Segment Open

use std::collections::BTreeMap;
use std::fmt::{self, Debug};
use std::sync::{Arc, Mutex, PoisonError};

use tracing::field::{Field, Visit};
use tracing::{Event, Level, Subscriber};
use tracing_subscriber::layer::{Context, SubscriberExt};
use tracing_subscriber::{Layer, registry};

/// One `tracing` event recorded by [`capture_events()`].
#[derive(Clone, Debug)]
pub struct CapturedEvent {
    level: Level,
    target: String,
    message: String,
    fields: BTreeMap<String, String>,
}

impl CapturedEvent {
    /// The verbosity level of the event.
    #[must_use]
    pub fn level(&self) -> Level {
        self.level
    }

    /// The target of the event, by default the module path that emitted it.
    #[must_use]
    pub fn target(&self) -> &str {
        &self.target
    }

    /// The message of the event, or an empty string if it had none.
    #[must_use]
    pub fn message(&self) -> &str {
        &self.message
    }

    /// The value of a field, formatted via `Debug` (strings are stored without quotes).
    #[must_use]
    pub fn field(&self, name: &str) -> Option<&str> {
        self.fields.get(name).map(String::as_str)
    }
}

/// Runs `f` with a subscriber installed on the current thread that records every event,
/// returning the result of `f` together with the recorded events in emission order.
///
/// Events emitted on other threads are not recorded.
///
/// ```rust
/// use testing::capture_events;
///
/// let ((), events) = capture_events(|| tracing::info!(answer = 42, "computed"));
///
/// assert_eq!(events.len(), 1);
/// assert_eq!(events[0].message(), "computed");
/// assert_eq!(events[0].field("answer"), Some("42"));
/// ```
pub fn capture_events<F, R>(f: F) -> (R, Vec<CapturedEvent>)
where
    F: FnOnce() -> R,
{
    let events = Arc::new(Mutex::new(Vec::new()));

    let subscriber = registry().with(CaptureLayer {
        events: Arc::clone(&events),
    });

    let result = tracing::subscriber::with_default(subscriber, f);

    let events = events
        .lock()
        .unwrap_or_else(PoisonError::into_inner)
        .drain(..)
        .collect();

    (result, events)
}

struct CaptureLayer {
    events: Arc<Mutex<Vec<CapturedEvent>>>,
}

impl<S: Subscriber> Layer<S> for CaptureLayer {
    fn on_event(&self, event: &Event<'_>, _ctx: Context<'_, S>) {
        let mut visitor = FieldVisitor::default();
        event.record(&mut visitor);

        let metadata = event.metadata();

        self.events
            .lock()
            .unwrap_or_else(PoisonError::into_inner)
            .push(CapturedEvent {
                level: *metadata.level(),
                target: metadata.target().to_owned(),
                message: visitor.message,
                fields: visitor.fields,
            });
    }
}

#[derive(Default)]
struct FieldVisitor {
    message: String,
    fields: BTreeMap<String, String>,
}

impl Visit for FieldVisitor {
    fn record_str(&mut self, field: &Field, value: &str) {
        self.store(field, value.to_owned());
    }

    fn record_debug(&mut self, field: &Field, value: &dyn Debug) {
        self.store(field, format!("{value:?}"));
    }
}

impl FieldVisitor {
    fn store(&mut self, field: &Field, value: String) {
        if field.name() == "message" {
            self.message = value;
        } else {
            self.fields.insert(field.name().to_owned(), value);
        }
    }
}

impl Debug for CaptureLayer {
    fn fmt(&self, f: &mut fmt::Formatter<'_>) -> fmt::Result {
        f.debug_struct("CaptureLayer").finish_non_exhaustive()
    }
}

Segment Closed
Segment Open

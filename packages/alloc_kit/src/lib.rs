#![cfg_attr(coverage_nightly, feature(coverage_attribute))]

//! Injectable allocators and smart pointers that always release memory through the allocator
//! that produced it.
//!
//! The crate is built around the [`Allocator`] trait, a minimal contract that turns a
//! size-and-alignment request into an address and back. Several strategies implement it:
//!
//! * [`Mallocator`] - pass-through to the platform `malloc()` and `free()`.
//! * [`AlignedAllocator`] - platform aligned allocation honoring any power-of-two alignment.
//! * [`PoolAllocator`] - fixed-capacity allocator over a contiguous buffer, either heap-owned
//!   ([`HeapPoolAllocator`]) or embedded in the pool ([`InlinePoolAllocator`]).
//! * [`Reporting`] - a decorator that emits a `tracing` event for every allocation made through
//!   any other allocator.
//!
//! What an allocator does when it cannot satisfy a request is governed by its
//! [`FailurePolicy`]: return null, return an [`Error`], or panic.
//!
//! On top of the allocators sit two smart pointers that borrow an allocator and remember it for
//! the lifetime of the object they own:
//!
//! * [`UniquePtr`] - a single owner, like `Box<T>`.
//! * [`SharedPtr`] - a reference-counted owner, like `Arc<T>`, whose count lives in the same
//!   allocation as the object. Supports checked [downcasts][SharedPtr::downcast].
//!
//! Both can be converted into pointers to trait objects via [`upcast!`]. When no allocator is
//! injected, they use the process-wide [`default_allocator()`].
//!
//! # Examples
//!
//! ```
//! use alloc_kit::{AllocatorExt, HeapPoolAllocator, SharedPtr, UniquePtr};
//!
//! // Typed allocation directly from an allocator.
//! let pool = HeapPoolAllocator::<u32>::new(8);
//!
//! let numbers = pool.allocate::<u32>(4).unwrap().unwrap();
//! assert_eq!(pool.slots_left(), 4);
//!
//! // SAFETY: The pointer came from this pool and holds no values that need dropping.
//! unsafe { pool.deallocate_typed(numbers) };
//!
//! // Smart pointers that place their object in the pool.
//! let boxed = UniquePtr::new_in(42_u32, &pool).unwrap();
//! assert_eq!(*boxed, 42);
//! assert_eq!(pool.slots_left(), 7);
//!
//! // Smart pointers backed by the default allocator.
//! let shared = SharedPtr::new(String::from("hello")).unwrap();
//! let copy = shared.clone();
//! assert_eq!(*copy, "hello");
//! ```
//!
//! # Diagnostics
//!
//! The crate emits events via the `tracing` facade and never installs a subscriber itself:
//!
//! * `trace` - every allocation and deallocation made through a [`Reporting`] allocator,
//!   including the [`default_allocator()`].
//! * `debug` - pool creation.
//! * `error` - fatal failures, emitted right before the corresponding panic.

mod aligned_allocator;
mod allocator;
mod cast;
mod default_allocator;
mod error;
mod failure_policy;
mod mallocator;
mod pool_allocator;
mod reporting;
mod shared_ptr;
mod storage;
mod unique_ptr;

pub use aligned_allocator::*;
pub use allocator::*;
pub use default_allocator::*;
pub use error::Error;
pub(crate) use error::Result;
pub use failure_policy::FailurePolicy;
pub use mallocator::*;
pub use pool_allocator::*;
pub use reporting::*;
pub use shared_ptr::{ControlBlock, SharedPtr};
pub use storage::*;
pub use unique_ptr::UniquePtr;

Segment Closed

Only one part of the material above is to be transcribed, namely the lines starting with the line that has "the corresponding panic." and going on through the line that has "pub use unique_ptr::UniquePtr;", exactly as they stand.

//! * `error` - fatal failures, emitted right before the corresponding panic.

mod aligned_allocator;
mod allocator;
mod cast;
mod default_allocator;
mod error;
mod failure_policy;
mod mallocator;
mod pool_allocator;
mod reporting;
mod shared_ptr;
mod storage;
mod unique_ptr;

pub use aligned_allocator::*;
pub use allocator::*;
pub use default_allocator::*;
pub use error::Error;
pub(crate) use error::Result;
pub use failure_policy::FailurePolicy;
pub use mallocator::*;
pub use pool_allocator::*;
pub use reporting::*;
pub use shared_ptr::{ControlBlock, SharedPtr};
pub use storage::*;
pub use unique_ptr::UniquePtr;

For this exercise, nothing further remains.